Rzecz, która spędza przyszłym mamą sen z powiek, szczególnie tym, które matkami zostaną poraz pierwszy TOBA DO SZPITALA. Co ze sobą zabrać, co jest niezbędne, a co raczej nam się nie przyda. Czytając blogi dziewczyn, w różnych stronach Polski co innego jest potrzebne. Oczywiście są podstawy, które trzeba mieć ale co oprócz tego. Tak naprawdę nie wiem co mam wziąć. Spotkanie z położną mam 31 stycznia i wtedy muszę ją zapytać co mi się przyda.
Na tę chwilę posiadam:
- koszulę x 3 szt. - jedną mam odpinaną zupełnie, chcę ją mieć w chwili porodu, poniewż u nas w szpitalu praktykuje się kontakt skóra-skóra. Więc jeżeli wszystko będzie ok mój maluszek będzie sobie leżał na mnie.
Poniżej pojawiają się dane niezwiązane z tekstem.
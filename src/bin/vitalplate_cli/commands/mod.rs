// ABOUTME: Subcommand handlers for vitalplate-cli
// ABOUTME: Each handler builds a service request, runs it, and prints the result as JSON
//
// SPDX-License-Identifier: MIT OR Apache-2.0
// Copyright (c) 2025 Vitalplate

use anyhow::Result;
use vitalplate::service::{GenerateRequest, NutritionService};
use vitalplate_core::constants::modes;
use vitalplate_core::models::GeoPoint;

use crate::helpers::display::print_json;
use crate::helpers::input::{parse_labs, parse_list, read_json_arg};

/// `analyze`: deficits and supplement suggestions
pub async fn analyze(service: &NutritionService, labs: &str) -> Result<()> {
    let labs = parse_labs(labs).await?;
    let analysis = service.analyze(&labs).await?;
    print_json(&analysis)
}

/// `plan`: diy meal plan with shopping list
pub async fn plan(
    service: &NutritionService,
    labs: &str,
    available: Option<&str>,
    count: Option<usize>,
    user: Option<String>,
) -> Result<()> {
    let mut request = GenerateRequest::new(modes::DIY, parse_labs(labs).await?);
    request.available = available.map(parse_list).unwrap_or_default();
    request.plan_size = count;
    request.user_id = user;

    let report = service.generate(request).await?;
    print_json(&report)
}

/// `dishes`: ranked restaurant dishes around a point
pub async fn dishes(
    service: &NutritionService,
    labs: &str,
    lat: f64,
    lon: f64,
    max_distance_km: Option<f64>,
    limit: Option<usize>,
) -> Result<()> {
    let mut request = GenerateRequest::new(modes::RESTAURANTS, parse_labs(labs).await?);
    request.location = Some(GeoPoint::new(lat, lon));
    request.max_distance_km = max_distance_km;
    request.limit = limit;

    let report = service.generate(request).await?;
    print_json(&report)
}

/// `generate`: arbitrary request document
pub async fn generate(service: &NutritionService, request: &str) -> Result<()> {
    let request: GenerateRequest = read_json_arg(request).await?;
    let report = service.generate(request).await?;
    print_json(&report)
}
// ABOUTME: Read-only catalog contracts for rules, recipes, and restaurants
// ABOUTME: Async traits, the catalog error type, and the in-memory and JSON file implementations
//
// SPDX-License-Identifier: MIT OR Apache-2.0
// Copyright (c) 2025 Vitalplate

//! # Catalogs
//!
//! The engine never touches storage. The service fetches a snapshot from these
//! catalogs for each request and hands plain slices to the engine.
//!
//! - [`MemoryCatalog`]: seeded in-process data, supports adding user-owned recipes
//! - [`JsonFileCatalog`]: validates rules once when loaded, re-reads recipe and restaurant
//!   files on each call

mod json_file;
mod memory;
/// Built-in rules, recipes, and restaurants
pub mod seed;

pub use json_file::{CatalogPaths, JsonFileCatalog};
pub use memory::MemoryCatalog;

use std::io;
use std::path::PathBuf;

use async_trait::async_trait;
use thiserror::Error;
use vitalplate_core::errors::{AppError, ErrorCode, InvalidRuleError};
use vitalplate_core::models::{BiomarkerRule, BiomarkerRuleRecord, GeoPoint, Recipe, Restaurant};
use vitalplate_engine::geo::haversine_km;

/// Failures while reading or changing a catalog
#[derive(Debug, Error)]
pub enum CatalogError {
    /// The backing file could not be read
    #[error("failed to read catalog file {path}: {source}")]
    Io {
        /// File that failed
        path: PathBuf,
        /// Underlying I/O error
        #[source]
        source: io::Error,
    },

    /// The backing file is not valid JSON for its catalog type
    #[error("failed to parse catalog file {path}: {source}")]
    Parse {
        /// File that failed
        path: PathBuf,
        /// Underlying JSON error
        #[source]
        source: serde_json::Error,
    },

    /// A rule failed validation while the catalog was loading
    #[error("invalid rule #{index} in {origin}: {source}")]
    InvalidRule {
        /// File path or "built-in"
        origin: String,
        /// Zero-based position of the rule
        index: usize,
        /// Validation failure
        #[source]
        source: InvalidRuleError,
    },

    /// The recipe id belongs to the public catalog or to another user
    #[error("user '{user_id}' does not own recipe '{recipe_id}'")]
    NotOwner {
        /// Recipe being changed
        recipe_id: String,
        /// User attempting the change
        user_id: String,
    },
}

impl From<CatalogError> for AppError {
    fn from(error: CatalogError) -> Self {
        let code = match &error {
            CatalogError::Io { .. } => ErrorCode::StorageError,
            CatalogError::Parse { .. } => ErrorCode::SerializationError,
            CatalogError::InvalidRule { .. } => ErrorCode::InvalidRule,
            CatalogError::NotOwner { .. } => ErrorCode::PermissionDenied,
        };
        Self::new(code, error.to_string()).with_source(error)
    }
}

/// Validate raw rule records, failing on the first bad rule
///
/// # Errors
///
/// Returns [`CatalogError::InvalidRule`] naming `origin` and the rule's position
pub fn validate_rules(
    records: Vec<BiomarkerRuleRecord>,
    origin: &str,
) -> Result<Vec<BiomarkerRule>, CatalogError> {
    records
        .into_iter()
        .enumerate()
        .map(|(index, record)| {
            BiomarkerRule::try_new(record).map_err(|source| CatalogError::InvalidRule {
                origin: origin.to_owned(),
                index,
                source,
            })
        })
        .collect()
}

/// Source of biomarker rules
#[async_trait]
pub trait RuleCatalog: Send + Sync {
    /// All rules, in evaluation order
    async fn rules(&self) -> Result<Vec<BiomarkerRule>, CatalogError>;
}

/// Source of recipes
#[async_trait]
pub trait RecipeCatalog: Send + Sync {
    /// Public recipes, ordered by name
    async fn public_recipes(&self) -> Result<Vec<Recipe>, CatalogError>;

    /// Recipes owned by `user_id`, ordered by name
    async fn user_recipes(&self, user_id: &str) -> Result<Vec<Recipe>, CatalogError>;

    /// Any recipe by id
    async fn recipe_by_id(&self, id: &str) -> Result<Option<Recipe>, CatalogError>;

    /// Public recipes carrying at least one of `tags`
    async fn search_by_tags(&self, tags: &[String]) -> Result<Vec<Recipe>, CatalogError> {
        let recipes = self.public_recipes().await?;
        Ok(recipes
            .into_iter()
            .filter(|recipe| tags.iter().any(|tag| recipe.tags.contains(tag)))
            .collect())
    }
}

/// Source of restaurants and their dishes
#[async_trait]
pub trait RestaurantCatalog: Send + Sync {
    /// Every restaurant with its menu
    async fn restaurants_with_dishes(&self) -> Result<Vec<Restaurant>, CatalogError>;

    /// Restaurants within `radius_km` of `location`
    async fn nearby(
        &self,
        location: GeoPoint,
        radius_km: f64,
    ) -> Result<Vec<Restaurant>, CatalogError> {
        let restaurants = self.restaurants_with_dishes().await?;
        Ok(restaurants
            .into_iter()
            .filter(|restaurant| haversine_km(location, restaurant.location()) <= radius_km)
            .collect())
    }
}

/// Sort recipes by name, then id for equal names
pub(crate) fn sort_by_name(recipes: &mut [Recipe]) {
    recipes.sort_by(|a, b| a.name.cmp(&b.name).then_with(|| a.id.cmp(&b.id)));
}
// ABOUTME: Free-form user preferences attached to a planning request
// ABOUTME: Only the available-ingredients list is interpreted; other keys are carried through
//
// SPDX-License-Identifier: MIT OR Apache-2.0
// Copyright (c) 2025 Vitalplate

use std::collections::BTreeMap;

use serde::{Deserialize, Serialize};

/// User preferences for meal planning
#[derive(Debug, Clone, Default, Serialize, Deserialize, PartialEq)]
pub struct Preferences {
    /// Ingredients the user already has
    #[serde(default)]
    pub available: Vec<String>,
    /// Any other preference keys (diet, allergies, ...), kept verbatim
    #[serde(flatten)]
    pub extra: BTreeMap<String, serde_json::Value>,
}

impl Preferences {
    /// Preferences with only an available-ingredients list
    #[must_use]
    pub fn with_available(available: Vec<String>) -> Self {
        Self {
            available,
            extra: BTreeMap::new(),
        }
    }

    /// The explicit list when non-empty, otherwise the preference list
    #[must_use]
    pub fn effective_available<'a>(&'a self, explicit: Option<&'a [String]>) -> &'a [String] {
        match explicit {
            Some(list) if !list.is_empty() => list,
            _ => &self.available,
        }
    }
}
Pozostałe to tradycyjne koszule przeznaczone dla matek karmiących
- szlafrok
- ręcznik do kąpieli i twarzy
- ręczniki papierowe
- tantum rosa
- kapcie i skarpety
- podpaski poporodowe
- majtki siateczkowe
- wkłady na łóżko
- wkładki laktacyjne
- laktator
- kosmetyki
- telefon i ładowarka
- coś do poczytania
- drobne do automatu
Na pewno muszę dokupić klapki pod prysznic, bo tego mi brakuje co do reszty to nie mam pojęcia co powinnam wziąć?????? Nie wiem???!!!!!!!!!!!!!